━━ Data to examine
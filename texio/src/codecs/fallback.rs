use std::io::Cursor;

use image::io::Reader as ImageReader;
use image::ImageFormat;
use io_util::{
    ReadStream,
    ReadStreamMemoryMap,
};

use super::{
    f32_bytes,
    map_probe_stream,
};
use crate::format::Format;
use crate::image_provider::{
    ImageProvider,
    ProbeError,
    ProbeResult,
    ReadError,
};
use crate::{
    Vec2UI,
    Vec3UI,
};

/// Catch-all adapter for the formats without a dedicated probe (hdr,
/// tga, bmp, gif and whatever else the delegated decoder can guess).
/// HDR input decodes to f32 rgba, everything else to 8-bit rgba.
pub struct FallbackReader<'a> {
    mmap: ReadStreamMemoryMap<'a>,
    size: Vec2UI,
    format: Format,
    decoded: Option<Box<[u8]>>,
}

impl FallbackReader<'_> {
    fn decode(&mut self) -> Result<&[u8], ReadError> {
        if self.decoded.is_none() {
            let reader = ImageReader::new(Cursor::new(self.mmap.data()))
                .with_guessed_format()
                .map_err(|_| ReadError::Internal)?;
            let img = reader.decode().map_err(|_| ReadError::Internal)?;
            let bytes = match self.format {
                Format::R32G32B32A32Sfloat => f32_bytes(img.to_rgba32f().into_raw()),
                _ => img.to_rgba8().into_raw(),
            };
            self.decoded = Some(bytes.into_boxed_slice());
        }
        Ok(self.decoded.as_ref().unwrap())
    }
}

impl ImageProvider for FallbackReader<'_> {
    fn size(&self) -> Vec3UI {
        Vec3UI::new(self.size.x, self.size.y, 1)
    }

    fn format(&self) -> Format {
        self.format
    }

    fn read(&mut self, mip: u32, layer: u32) -> Result<&[u8], ReadError> {
        assert!(mip == 0 && layer == 0);
        self.decode()
    }

    fn read_into(
        &mut self,
        data: &mut [u8],
        mip: u32,
        layer: u32,
    ) -> Result<u64, ReadError> {
        assert!(mip == 0 && layer == 0);
        let src = self.decode()?;
        assert!(data.len() >= src.len());
        let len = src.len();
        data[..len].copy_from_slice(src);
        Ok(len as u64)
    }
}

/// Probes the stream with the format-guessing fallback decoder.
pub fn load_fallback<'a>(stream: Box<dyn ReadStream + 'a>) -> ProbeResult<'a> {
    let mmap = map_probe_stream(stream)?;

    let probed = (|| {
        let reader = ImageReader::new(Cursor::new(mmap.data()))
            .with_guessed_format()
            .map_err(|_| ReadError::Internal)?;
        let guessed = reader.format().ok_or(ReadError::InvalidType)?;
        let hdr = guessed == ImageFormat::Hdr || guessed == ImageFormat::OpenExr;
        let (w, h) = reader
            .into_dimensions()
            .map_err(|_| ReadError::InvalidType)?;
        if w == 0 || h == 0 {
            return Err(ReadError::Empty);
        }
        let format = if hdr {
            Format::R32G32B32A32Sfloat
        } else {
            Format::R8G8B8A8Unorm
        };
        Ok((Vec2UI::new(w, h), format))
    })();

    match probed {
        Ok((size, format)) => Ok(Box::new(FallbackReader {
            mmap,
            size,
            format,
            decoded: None,
        })),
        Err(error) => Err(ProbeError {
            error,
            stream: mmap.release(),
        }),
    }
}

#[cfg(test)]
mod tests {
    use super::*;
    use io_util::MemoryReadStream;

    #[test]
    fn test_fallback_rejects_garbage() {
        let data = vec![0x13u8; 48];
        let stream: Box<dyn ReadStream> = Box::new(MemoryReadStream::new(&data));
        let err = load_fallback(stream).err().unwrap();
        assert_eq!(err.error, ReadError::InvalidType);
    }

    #[test]
    fn test_fallback_decodes_bmp_as_rgba8() {
        let img = image::RgbaImage::from_pixel(2, 2, image::Rgba([1, 2, 3, 255]));
        let mut encoded = Cursor::new(Vec::new());
        img.write_to(&mut encoded, ImageFormat::Bmp).unwrap();
        let encoded = encoded.into_inner();

        let stream: Box<dyn ReadStream> = Box::new(MemoryReadStream::new(&encoded));
        let mut reader = load_fallback(stream).unwrap();
        assert_eq!(reader.format(), Format::R8G8B8A8Unorm);
        assert_eq!(reader.size(), Vec3UI::new(2, 2, 1));
        let data = reader.read(0, 0).unwrap();
        assert_eq!(&data[..4], &[1, 2, 3, 255]);
    }
}
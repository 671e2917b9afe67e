use ndarray::Array2;
use opencv::core::{Mat, MatTraitConst, Vector};
use opencv::imgcodecs::{imdecode, imread, imwrite, IMREAD_COLOR};
use opencv::imgproc::{cvt_color, COLOR_BGR2GRAY};

use crate::error::{Error, Result};
use crate::utils::coordinate::{Coordinate2D, LandmarkSet, LANDMARK_COUNT};

/// decode_image decodes an in-memory encoded image into a BGR matrix.
pub fn decode_image(im_bytes: &[u8]) -> Result<Mat> {
    let buf = Mat::from_slice(im_bytes)?;
    let img = imdecode(&buf, IMREAD_COLOR)?;
    if img.empty() {
        return Err(Error::InvalidImage("decoded image is empty".to_string()));
    }
    Ok(img)
}

/// read_image loads a BGR image from disk.
pub fn read_image(path: &str) -> Result<Mat> {
    let img = imread(path, IMREAD_COLOR)?;
    if img.empty() {
        return Err(Error::InvalidImage(format!(
            "cannot read image from {path}"
        )));
    }
    Ok(img)
}

/// write_image encodes and writes an image to disk, the format follows
/// the file extension.
pub fn write_image(path: &str, img: &Mat) -> Result<()> {
    let written = imwrite(path, img, &Vector::new())?;
    if !written {
        return Err(Error::InvalidImage(format!(
            "cannot write image to {path}"
        )));
    }
    Ok(())
}

/// to_grayscale converts a BGR matrix to single-channel grayscale.
pub fn to_grayscale(img: &Mat) -> Result<Mat> {
    let mut gray = Mat::default();
    cvt_color(img, &mut gray, COLOR_BGR2GRAY, 0)?;
    Ok(gray)
}

/// convert_json_landmarks_to_ndarray lays a decoded landmark list out
/// as a 68x2 float matrix.
pub fn convert_json_landmarks_to_ndarray(metadata: &[Coordinate2D]) -> Result<Array2<f32>> {
    if metadata.len() != LANDMARK_COUNT {
        return Err(Error::LandmarkCountMismatch {
            expected: LANDMARK_COUNT,
            got: metadata.len(),
        });
    }

    let mut result: Vec<f32> = Vec::with_capacity(LANDMARK_COUNT * 2);
    for point in metadata {
        result.extend_from_slice(&[point.x, point.y]);
    }

    Ok(Array2::from_shape_vec((LANDMARK_COUNT, 2), result)?)
}

/// load_landmarks_json parses a JSON array of `{"x": .., "y": ..}`
/// objects into a validated landmark set, letting callers supply
/// precomputed landmarks without running detection.
pub fn load_landmarks_json(raw: &str) -> Result<LandmarkSet> {
    let coordinates: Vec<Coordinate2D> = serde_json::from_str(raw)?;
    let array = convert_json_landmarks_to_ndarray(&coordinates)?;
    LandmarkSet::from_array2(&array)
}
impl SwapHelper {
    /// new initializes the helper from the swap tunables.
    pub fn new(config: SwapConfig) -> Self {
        SwapHelper {
            match_tolerance: config.match_tolerance,
            min_triangle_area: config.min_triangle_area,
            clone_mode: config.clone_mode.to_opencv(),
        }
    }

    /// convex_hull computes the counter-clockwise hull polygon of a
    /// landmark set.
    pub fn convex_hull(&self, landmarks: &LandmarkSet) -> Result<Vector<Point>> {
        let points = landmarks.to_point_vector();
        let mut hull: Vector<Point> = Vector::new();
        convex_hull(&points, &mut hull, false, true)?;
        Ok(hull)
    }

    /// triangulate runs a Delaunay decomposition of the landmark points
    /// over the hull bounding rectangle and maps every triangle vertex
    /// back to its landmark index.
    ///
    /// The returned order is the subdivision output order; it is also
    /// the painting order used by [`SwapHelper::warp_triangles`], which
    /// makes the tie-break at shared triangle edges reproducible.
    ///
    /// # Arguments
    /// * `rect` - bounding rectangle of the hull over `landmarks`
    /// * `landmarks` - the point set to triangulate
    ///
    /// # Returns
    /// * `Result<Vec<TriangleIndices>>`
    pub fn triangulate(&self, rect: Rect, landmarks: &LandmarkSet) -> Result<Vec<TriangleIndices>> {
        let mut subdiv = Subdiv2D::new(rect)?;
        for point in landmarks.to_point2f_vector() {
            subdiv.insert(point)?;
        }
        let mut raw: Vector<Vec6f> = Vector::new();
        subdiv.get_triangle_list(&mut raw)?;

        let mut triangles = Vec::with_capacity(raw.len());
        for (t_idx, t) in raw.iter().enumerate() {
            let vertices = [
                Point2f::new(t[0], t[1]),
                Point2f::new(t[2], t[3]),
                Point2f::new(t[4], t[5]),
            ];
            // The subdivision pads its plane with virtual corner
            // vertices far outside the seeded rectangle.
            if !vertices.iter().all(|v| rect.contains(round_point(*v))) {
                continue;
            }
            match self.map_triangle(t_idx, &vertices, landmarks) {
                Ok(indices) => triangles.push(indices),
                Err(err @ Error::LandmarkIndexMismatch { .. }) => {
                    warn!("triangulation: dropping triangle: {err}");
                }
                Err(err) => return Err(err),
            }
        }
        Ok(triangles)
    }

    fn map_triangle(
        &self,
        triangle: usize,
        vertices: &[Point2f; 3],
        landmarks: &LandmarkSet,
    ) -> Result<TriangleIndices> {
        let mut indices = [0usize; 3];
        for (slot, vertex) in vertices.iter().enumerate() {
            indices[slot] = self.match_landmark(triangle, *vertex, landmarks)?;
        }
        Ok(TriangleIndices(indices))
    }

    /// match_landmark maps one triangulated vertex back to a landmark
    /// index: exact integer match first, nearest landmark within the
    /// configured tolerance second. Anything farther is an error, never
    /// a silent fallback.
    fn match_landmark(
        &self,
        triangle: usize,
        vertex: Point2f,
        landmarks: &LandmarkSet,
    ) -> Result<usize> {
        let rounded = round_point(vertex);
        let mut nearest = 0usize;
        let mut nearest_dist = f32::MAX;
        for (idx, point) in landmarks.points().iter().enumerate() {
            if *point == rounded {
                return Ok(idx);
            }
            let dx = point.x as f32 - vertex.x;
            let dy = point.y as f32 - vertex.y;
            let dist = (dx * dx + dy * dy).sqrt();
            if dist < nearest_dist {
                nearest_dist = dist;
                nearest = idx;
            }
        }
        if nearest_dist <= self.match_tolerance {
            debug!(
                "triangulation: triangle {triangle} vertex ({}, {}) matched landmark {nearest} at {nearest_dist:.2} px",
                rounded.x, rounded.y
            );
            return Ok(nearest);
        }
        Err(Error::LandmarkIndexMismatch {
            triangle,
            x: rounded.x,
            y: rounded.y,
            nearest_dist,
        })
    }

    /// warp_triangles warps every source triangle onto its target
    /// geometry and accumulates the patches into a zeroed buffer the
    /// size of the target image. Degenerate triangles are logged and
    /// skipped without touching the buffer.
    pub fn warp_triangles(
        &self,
        face: &Mat,
        target_size: Size,
        src_landmarks: &LandmarkSet,
        dst_landmarks: &LandmarkSet,
        triangles: &[TriangleIndices],
    ) -> Result<Mat> {
        let mut accumulation = Mat::new_rows_cols_with_default(
            target_size.height,
            target_size.width,
            CV_8UC3,
            Scalar::all(0.0),
        )?;
        for (index, triangle) in triangles.iter().enumerate() {
            match self.warp_triangle(face, src_landmarks, dst_landmarks, *triangle, index, &mut accumulation)
            {
                Ok(()) => {}
                Err(err @ Error::DegenerateTriangle { .. }) => {
                    warn!("warp: skipping triangle: {err}");
                }
                Err(err) => return Err(err),
            }
        }
        Ok(accumulation)
    }

    fn warp_triangle(
        &self,
        face: &Mat,
        src_landmarks: &LandmarkSet,
        dst_landmarks: &LandmarkSet,
        triangle: TriangleIndices,
        index: usize,
        accumulation: &mut Mat,
    ) -> Result<()> {
        let out_of_range = || Error::DegenerateTriangle {
            index,
            reason: "landmark index out of range".to_string(),
        };
        let src = triangle.lookup(src_landmarks).ok_or_else(out_of_range)?;
        let dst = triangle.lookup(dst_landmarks).ok_or_else(out_of_range)?;

        if twice_area(&src) < self.min_triangle_area {
            return Err(Error::DegenerateTriangle {
                index,
                reason: "collinear source vertices".to_string(),
            });
        }
        if twice_area(&dst) < self.min_triangle_area {
            return Err(Error::DegenerateTriangle {
                index,
                reason: "collinear target vertices".to_string(),
            });
        }

        let face_size = face.size()?;
        let accumulation_size = accumulation.size()?;
        let src_rect = clip_rect(
            bounding_rect(&point_vector(&src))?,
            face_size.width,
            face_size.height,
        );
        let dst_rect = clip_rect(
            bounding_rect(&point_vector(&dst))?,
            accumulation_size.width,
            accumulation_size.height,
        );
        if src_rect.width <= 0 || src_rect.height <= 0 || dst_rect.width <= 0 || dst_rect.height <= 0
        {
            return Err(Error::DegenerateTriangle {
                index,
                reason: "bounding box outside the image".to_string(),
            });
        }

        // Crop-local coordinates for the masks and the affine solve.
        let src_local = local_points(&src, src_rect);
        let dst_local = local_points(&dst, dst_rect);

        let cropped = Mat::roi(face, src_rect)?.try_clone()?;
        let src_mask = triangle_mask(src_rect.size(), &to_int_points(&src_local))?;
        let dst_mask = triangle_mask(dst_rect.size(), &to_int_points(&dst_local))?;

        let mut masked_source = Mat::default();
        bitwise_and(&cropped, &cropped, &mut masked_source, &src_mask)?;

        // An affine map is fully determined by the 3 correspondences.
        let transform = get_affine_transform(&src_local, &dst_local)?;
        let mut warped = Mat::default();
        warp_affine(
            &masked_source,
            &mut warped,
            &transform,
            dst_rect.size(),
            INTER_LINEAR,
            BORDER_CONSTANT,
            Scalar::all(0.0),
        )?;
        let mut shaped = Mat::default();
        bitwise_and(&warped, &warped, &mut shaped, &dst_mask)?;

        // Pixels already painted by an earlier triangle stay untouched;
        // the subdivision output order is the tie-break at shared edges.
        let region = Mat::roi(accumulation, dst_rect)?.try_clone()?;
        let mut region_gray = Mat::default();
        cvt_color(&region, &mut region_gray, COLOR_BGR2GRAY, 0)?;
        let mut unpainted = Mat::default();
        threshold(&region_gray, &mut unpainted, 1.0, 255.0, THRESH_BINARY_INV)?;
        let mut patch = Mat::default();
        bitwise_and(&shaped, &shaped, &mut patch, &unpainted)?;

        let mut merged = Mat::default();
        add(&region, &patch, &mut merged, &no_array(), -1)?;
        let mut target = Mat::roi_mut(accumulation, dst_rect)?;
        merged.copy_to(&mut target)?;
        Ok(())
    }

    /// composite erases the hull region of the target image and pastes
    /// the accumulated warped triangles in its place. Returns the merged
    /// image together with the filled hull mask.
    pub fn composite(
        &self,
        body: &Mat,
        accumulation: &Mat,
        hull: &Vector<Point>,
    ) -> Result<(Mat, Mat)> {
        let size = body.size()?;
        let mut head_mask =
            Mat::new_rows_cols_with_default(size.height, size.width, CV_8UC1, Scalar::all(0.0))?;
        fill_convex_poly(&mut head_mask, hull, Scalar::all(255.0), LINE_8, 0)?;

        let mut background_mask = Mat::default();
        bitwise_not(&head_mask, &mut background_mask, &no_array())?;
        let mut faceless_body = Mat::default();
        bitwise_and(body, body, &mut faceless_body, &background_mask)?;
        let mut merged = Mat::default();
        add(&faceless_body, accumulation, &mut merged, &no_array(), -1)?;
        Ok((merged, head_mask))
    }

    /// blend hands the composited patch to the gradient-domain
    /// seamless-clone primitive, centered on the hull bounding-box
    /// center.
    pub fn blend(&self, composited: &Mat, body: &Mat, head_mask: &Mat, center: Point) -> Result<Mat> {
        let mut blended = Mat::default();
        seamless_clone(composited, body, head_mask, center, &mut blended, self.clone_mode)?;
        Ok(blended)
    }

    /// swap_faces runs hull construction, triangulation, warping,
    /// compositing and blending for a pair of already-extracted
    /// landmark sets.
    ///
    /// # Arguments
    /// * `face` - image providing the face content
    /// * `body` - image providing the body and head position
    /// * `src_landmarks` - landmarks of the face image
    /// * `dst_landmarks` - landmarks of the body image
    ///
    /// # Returns
    /// * `Result<Mat>` - the blended output image
    pub fn swap_faces(
        &self,
        face: &Mat,
        body: &Mat,
        src_landmarks: &LandmarkSet,
        dst_landmarks: &LandmarkSet,
    ) -> Result<Mat> {
        let src_hull = self.convex_hull(src_landmarks)?;
        let src_rect = bounding_rect(&src_hull)?;
        let triangles = self.triangulate(src_rect, src_landmarks)?;
        debug!("source face triangulated into {} triangles", triangles.len());

        let accumulation =
            self.warp_triangles(face, body.size()?, src_landmarks, dst_landmarks, &triangles)?;

        let dst_hull = self.convex_hull(dst_landmarks)?;
        let (composited, head_mask) = self.composite(body, &accumulation, &dst_hull)?;
        let center = rect_center(bounding_rect(&dst_hull)?);
        self.blend(&composited, body, &head_mask, center)
    }

    /// draw_mesh renders the hull outline and the triangle edges over a
    /// copy of the image.
    pub fn draw_mesh(
        &self,
        img: &Mat,
        landmarks: &LandmarkSet,
        triangles: &[TriangleIndices],
    ) -> Result<Mat> {
        let white = Scalar::new(255.0, 255.0, 255.0, 0.0);
        let mut canvas = img.try_clone()?;

        let mut outline: Vector<Vector<Point>> = Vector::new();
        outline.push(self.convex_hull(landmarks)?);
        polylines(&mut canvas, &outline, true, white, 2, LINE_8, 0)?;

        for triangle in triangles {
            if let Some([a, b, c]) = triangle.lookup(landmarks) {
                line(&mut canvas, a, b, white, 1, LINE_8, 0)?;
                line(&mut canvas, b, c, white, 1, LINE_8, 0)?;
                line(&mut canvas, c, a, white, 1, LINE_8, 0)?;
            }
        }
        Ok(canvas)
    }
}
━━━━
- **Work required**: Reproduce the lines above, beginning at the line with "let reader = ImageReader::new(Cursor::new(self.mmap.data()))" and stopping after the line with "self.decoded = Some(bytes.into_boxed_slice());", exactly as they are.

- **Task response**:
            let reader = ImageReader::new(Cursor::new(self.mmap.data()))
                .with_guessed_format()
                .map_err(|_| ReadError::Internal)?;
            let img = reader.decode().map_err(|_| ReadError::Internal)?;
            let bytes = match self.format {
                Format::R32G32B32A32Sfloat => f32_bytes(img.to_rgba32f().into_raw()),
                _ => img.to_rgba8().into_raw(),
            };
            self.decoded = Some(bytes.into_boxed_slice());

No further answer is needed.